TASK TO COMPLETE:
Go through the data and copy each line where the word "PathBuf" shows up.

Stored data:
==*==
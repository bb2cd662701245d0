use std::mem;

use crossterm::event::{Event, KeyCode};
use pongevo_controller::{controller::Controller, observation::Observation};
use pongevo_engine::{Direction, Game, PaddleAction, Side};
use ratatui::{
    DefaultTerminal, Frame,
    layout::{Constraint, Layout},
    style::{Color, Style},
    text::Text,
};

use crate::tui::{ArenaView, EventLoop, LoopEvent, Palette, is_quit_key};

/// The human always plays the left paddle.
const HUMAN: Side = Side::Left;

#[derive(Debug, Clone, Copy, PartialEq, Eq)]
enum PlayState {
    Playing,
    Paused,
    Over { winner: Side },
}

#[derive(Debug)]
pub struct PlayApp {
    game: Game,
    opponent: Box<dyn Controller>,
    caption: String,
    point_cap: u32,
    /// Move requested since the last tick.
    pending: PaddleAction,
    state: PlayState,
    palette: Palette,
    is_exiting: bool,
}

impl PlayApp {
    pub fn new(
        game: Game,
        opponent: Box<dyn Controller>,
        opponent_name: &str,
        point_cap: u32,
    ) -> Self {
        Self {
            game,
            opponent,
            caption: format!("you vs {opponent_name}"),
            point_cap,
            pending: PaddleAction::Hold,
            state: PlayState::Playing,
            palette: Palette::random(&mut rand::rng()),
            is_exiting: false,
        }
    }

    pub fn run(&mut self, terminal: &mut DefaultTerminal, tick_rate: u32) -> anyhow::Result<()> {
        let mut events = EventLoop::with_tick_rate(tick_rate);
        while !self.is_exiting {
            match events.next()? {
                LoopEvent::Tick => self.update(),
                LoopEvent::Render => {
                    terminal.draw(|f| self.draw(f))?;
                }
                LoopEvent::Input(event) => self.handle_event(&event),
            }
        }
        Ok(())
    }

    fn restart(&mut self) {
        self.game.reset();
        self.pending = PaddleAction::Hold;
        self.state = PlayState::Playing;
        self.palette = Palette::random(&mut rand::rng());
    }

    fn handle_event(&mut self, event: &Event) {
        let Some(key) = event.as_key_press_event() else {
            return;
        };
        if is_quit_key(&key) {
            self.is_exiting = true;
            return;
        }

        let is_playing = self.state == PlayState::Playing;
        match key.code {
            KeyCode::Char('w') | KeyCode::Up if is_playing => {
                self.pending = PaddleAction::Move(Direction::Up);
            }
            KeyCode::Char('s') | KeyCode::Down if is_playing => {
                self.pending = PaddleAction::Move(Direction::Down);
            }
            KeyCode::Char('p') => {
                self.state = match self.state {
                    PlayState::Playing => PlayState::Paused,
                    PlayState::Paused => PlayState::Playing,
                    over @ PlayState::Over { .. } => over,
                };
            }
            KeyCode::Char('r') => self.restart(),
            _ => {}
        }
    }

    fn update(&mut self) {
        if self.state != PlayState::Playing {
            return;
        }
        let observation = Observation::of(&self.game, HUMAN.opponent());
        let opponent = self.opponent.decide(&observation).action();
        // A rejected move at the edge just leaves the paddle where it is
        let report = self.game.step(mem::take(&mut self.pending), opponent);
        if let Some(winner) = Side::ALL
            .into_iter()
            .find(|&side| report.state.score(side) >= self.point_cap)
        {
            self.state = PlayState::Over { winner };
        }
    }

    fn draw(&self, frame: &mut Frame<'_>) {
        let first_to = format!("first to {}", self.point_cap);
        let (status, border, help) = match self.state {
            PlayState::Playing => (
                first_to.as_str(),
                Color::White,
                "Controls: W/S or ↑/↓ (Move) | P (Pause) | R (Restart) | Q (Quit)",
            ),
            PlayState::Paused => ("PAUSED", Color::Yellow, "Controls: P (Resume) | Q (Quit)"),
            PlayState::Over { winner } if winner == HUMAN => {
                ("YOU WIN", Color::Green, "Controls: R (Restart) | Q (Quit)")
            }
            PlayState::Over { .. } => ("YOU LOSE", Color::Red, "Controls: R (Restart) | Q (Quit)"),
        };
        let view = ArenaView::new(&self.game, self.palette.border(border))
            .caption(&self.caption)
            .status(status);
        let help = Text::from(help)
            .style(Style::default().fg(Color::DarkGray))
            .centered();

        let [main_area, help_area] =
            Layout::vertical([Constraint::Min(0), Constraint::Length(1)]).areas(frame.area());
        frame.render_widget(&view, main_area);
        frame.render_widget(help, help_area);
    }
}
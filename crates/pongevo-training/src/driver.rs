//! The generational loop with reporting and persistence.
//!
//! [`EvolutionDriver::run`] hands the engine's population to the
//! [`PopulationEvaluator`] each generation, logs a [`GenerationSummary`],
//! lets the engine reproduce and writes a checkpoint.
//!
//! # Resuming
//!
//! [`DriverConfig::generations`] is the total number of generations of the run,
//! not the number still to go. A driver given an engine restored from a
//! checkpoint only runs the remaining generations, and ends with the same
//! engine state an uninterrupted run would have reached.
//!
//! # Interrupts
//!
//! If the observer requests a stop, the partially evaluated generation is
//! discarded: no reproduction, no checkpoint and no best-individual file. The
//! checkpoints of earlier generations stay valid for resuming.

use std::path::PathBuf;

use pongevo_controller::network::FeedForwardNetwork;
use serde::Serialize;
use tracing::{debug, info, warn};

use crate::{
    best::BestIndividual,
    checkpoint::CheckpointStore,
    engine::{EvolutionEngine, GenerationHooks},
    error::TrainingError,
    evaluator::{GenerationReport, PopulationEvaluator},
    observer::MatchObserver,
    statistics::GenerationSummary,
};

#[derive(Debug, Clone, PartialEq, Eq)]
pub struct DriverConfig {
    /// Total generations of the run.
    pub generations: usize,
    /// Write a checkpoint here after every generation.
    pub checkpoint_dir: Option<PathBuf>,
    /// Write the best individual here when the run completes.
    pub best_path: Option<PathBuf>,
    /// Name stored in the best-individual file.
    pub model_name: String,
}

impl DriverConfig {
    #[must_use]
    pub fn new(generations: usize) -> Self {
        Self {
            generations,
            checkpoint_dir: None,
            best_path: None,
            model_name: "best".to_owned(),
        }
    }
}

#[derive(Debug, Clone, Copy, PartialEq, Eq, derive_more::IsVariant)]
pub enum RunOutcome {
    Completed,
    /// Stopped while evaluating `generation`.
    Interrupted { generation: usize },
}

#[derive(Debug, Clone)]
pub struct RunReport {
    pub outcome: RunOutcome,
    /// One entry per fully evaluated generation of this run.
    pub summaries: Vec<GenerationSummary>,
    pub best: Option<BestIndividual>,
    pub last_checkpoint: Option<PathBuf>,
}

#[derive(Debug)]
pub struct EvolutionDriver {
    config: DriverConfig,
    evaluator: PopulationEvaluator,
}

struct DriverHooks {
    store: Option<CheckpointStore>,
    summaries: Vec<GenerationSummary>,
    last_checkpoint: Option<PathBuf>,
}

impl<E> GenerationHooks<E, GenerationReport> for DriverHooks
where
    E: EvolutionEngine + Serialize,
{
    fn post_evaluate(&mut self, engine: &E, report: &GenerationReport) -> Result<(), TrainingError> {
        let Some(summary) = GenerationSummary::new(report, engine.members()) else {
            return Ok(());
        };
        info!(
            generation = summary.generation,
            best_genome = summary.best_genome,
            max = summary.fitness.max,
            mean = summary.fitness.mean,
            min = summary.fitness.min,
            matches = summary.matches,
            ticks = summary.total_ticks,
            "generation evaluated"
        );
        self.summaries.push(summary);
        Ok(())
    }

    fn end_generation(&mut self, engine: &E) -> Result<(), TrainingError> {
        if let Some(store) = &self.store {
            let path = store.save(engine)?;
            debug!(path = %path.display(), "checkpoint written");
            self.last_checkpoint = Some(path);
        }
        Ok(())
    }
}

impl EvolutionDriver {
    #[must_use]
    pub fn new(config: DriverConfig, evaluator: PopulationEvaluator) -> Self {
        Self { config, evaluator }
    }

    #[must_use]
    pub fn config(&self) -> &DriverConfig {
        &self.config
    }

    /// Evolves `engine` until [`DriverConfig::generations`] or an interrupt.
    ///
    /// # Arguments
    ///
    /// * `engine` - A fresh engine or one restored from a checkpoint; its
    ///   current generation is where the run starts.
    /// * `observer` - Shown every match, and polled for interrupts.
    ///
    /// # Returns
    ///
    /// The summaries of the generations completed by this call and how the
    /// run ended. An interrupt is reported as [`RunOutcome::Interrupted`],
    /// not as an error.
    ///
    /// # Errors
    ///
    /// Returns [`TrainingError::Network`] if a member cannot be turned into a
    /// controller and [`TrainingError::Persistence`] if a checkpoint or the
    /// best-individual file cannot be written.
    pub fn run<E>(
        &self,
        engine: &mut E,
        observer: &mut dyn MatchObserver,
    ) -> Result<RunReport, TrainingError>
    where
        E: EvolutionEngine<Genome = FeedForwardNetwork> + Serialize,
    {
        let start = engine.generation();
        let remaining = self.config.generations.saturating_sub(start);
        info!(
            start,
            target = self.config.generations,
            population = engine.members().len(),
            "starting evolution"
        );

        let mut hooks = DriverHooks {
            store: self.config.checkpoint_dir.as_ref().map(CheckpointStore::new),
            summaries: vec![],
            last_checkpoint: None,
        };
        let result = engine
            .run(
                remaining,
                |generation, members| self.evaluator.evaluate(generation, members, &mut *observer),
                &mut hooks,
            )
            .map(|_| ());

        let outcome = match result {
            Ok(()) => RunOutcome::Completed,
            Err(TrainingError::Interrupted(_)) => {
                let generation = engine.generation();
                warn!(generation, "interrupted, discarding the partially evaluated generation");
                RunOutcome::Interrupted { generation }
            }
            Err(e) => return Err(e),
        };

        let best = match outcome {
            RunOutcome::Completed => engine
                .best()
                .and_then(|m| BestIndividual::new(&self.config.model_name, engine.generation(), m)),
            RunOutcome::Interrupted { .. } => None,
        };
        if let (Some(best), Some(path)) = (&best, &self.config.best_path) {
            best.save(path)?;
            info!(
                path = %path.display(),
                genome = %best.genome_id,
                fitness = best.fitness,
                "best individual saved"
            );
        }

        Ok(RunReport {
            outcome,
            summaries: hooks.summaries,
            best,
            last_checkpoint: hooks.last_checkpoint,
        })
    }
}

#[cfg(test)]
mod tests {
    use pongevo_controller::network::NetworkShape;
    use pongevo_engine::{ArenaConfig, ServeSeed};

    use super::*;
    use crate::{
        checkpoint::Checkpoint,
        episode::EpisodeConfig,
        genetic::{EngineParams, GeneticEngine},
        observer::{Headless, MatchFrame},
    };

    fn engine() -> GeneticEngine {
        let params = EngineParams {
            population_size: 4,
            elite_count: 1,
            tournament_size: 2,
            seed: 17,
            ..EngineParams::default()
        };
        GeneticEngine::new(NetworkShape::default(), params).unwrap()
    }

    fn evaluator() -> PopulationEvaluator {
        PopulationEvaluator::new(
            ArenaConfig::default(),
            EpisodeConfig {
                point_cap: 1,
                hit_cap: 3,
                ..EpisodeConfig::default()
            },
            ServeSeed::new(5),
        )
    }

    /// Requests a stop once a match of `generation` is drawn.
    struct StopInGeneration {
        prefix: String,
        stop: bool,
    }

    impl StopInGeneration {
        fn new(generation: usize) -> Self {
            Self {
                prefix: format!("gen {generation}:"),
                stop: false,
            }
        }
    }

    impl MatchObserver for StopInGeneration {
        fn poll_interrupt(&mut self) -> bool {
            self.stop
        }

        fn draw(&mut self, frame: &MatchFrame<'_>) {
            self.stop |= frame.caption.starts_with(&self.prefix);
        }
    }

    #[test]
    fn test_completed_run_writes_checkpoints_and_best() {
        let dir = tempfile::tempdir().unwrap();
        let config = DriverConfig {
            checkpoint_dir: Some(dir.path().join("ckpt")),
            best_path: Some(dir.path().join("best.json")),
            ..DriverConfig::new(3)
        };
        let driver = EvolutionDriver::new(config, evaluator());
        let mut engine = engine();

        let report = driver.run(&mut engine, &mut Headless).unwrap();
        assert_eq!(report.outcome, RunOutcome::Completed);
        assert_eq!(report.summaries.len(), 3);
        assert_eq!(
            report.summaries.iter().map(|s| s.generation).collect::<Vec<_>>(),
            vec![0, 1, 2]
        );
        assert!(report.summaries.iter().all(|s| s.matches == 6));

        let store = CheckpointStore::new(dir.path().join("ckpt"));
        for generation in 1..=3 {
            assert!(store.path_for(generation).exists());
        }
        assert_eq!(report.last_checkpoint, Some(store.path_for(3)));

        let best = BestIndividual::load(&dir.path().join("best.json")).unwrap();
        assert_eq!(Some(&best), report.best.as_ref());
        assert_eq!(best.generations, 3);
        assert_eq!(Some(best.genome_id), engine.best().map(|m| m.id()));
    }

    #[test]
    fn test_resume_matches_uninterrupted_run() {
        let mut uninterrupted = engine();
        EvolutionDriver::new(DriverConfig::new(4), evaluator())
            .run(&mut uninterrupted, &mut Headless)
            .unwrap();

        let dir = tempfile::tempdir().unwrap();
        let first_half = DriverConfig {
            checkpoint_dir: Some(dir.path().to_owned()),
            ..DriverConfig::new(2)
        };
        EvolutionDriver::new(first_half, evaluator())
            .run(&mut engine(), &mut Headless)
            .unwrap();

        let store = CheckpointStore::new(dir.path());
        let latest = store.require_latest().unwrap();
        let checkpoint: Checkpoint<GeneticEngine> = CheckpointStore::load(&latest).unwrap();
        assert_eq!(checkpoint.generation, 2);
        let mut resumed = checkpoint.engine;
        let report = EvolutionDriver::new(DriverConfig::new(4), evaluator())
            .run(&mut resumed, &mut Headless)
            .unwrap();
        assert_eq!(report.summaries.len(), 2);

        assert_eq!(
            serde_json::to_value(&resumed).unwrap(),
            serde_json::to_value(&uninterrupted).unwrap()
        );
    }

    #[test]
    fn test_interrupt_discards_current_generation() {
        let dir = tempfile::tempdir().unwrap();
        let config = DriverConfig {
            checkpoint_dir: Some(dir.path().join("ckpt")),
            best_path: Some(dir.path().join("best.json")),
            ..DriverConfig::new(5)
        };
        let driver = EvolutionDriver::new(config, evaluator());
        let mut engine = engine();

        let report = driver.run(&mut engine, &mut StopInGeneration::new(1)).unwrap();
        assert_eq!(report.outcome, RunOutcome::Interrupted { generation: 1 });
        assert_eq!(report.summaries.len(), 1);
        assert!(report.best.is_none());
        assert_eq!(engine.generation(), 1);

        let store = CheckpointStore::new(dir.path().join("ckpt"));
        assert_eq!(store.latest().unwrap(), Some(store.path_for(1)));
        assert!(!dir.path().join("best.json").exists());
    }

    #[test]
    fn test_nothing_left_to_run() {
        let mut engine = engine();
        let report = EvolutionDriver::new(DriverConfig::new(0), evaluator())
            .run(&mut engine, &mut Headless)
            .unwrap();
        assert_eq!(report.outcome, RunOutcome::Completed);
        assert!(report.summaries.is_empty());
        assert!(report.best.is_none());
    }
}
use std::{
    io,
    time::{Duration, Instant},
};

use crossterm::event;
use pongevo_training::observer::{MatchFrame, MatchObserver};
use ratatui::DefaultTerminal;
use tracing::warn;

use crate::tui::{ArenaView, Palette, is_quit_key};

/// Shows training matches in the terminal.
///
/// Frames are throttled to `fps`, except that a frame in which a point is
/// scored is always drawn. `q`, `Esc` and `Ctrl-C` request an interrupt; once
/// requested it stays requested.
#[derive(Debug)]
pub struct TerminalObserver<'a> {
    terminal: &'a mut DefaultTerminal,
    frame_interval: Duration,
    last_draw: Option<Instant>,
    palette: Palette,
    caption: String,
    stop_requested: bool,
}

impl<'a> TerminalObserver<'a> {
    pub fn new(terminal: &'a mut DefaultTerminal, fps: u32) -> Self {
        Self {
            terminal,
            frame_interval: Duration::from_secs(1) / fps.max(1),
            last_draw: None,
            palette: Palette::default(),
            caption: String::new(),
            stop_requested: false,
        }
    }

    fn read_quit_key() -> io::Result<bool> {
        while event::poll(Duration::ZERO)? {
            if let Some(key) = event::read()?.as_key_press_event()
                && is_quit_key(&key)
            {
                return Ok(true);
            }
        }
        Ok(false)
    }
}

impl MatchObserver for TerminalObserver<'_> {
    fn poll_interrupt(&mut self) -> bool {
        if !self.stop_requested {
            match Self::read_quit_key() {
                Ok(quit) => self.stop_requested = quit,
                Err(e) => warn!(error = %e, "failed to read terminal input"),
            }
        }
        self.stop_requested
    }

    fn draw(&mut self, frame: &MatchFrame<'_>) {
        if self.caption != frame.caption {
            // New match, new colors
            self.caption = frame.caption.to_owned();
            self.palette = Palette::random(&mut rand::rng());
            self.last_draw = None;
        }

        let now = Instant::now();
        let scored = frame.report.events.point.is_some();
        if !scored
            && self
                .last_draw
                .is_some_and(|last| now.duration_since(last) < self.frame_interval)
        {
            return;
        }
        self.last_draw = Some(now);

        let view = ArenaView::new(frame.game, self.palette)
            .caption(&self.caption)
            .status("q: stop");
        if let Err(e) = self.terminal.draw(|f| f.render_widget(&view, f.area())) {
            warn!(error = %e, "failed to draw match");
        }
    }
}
==*==
SOLUTION TO THIS PROBLEM:
use std::path::PathBuf;
    pub checkpoint_dir: Option<PathBuf>,
    pub best_path: Option<PathBuf>,
    pub last_checkpoint: Option<PathBuf>,
    last_checkpoint: Option<PathBuf>,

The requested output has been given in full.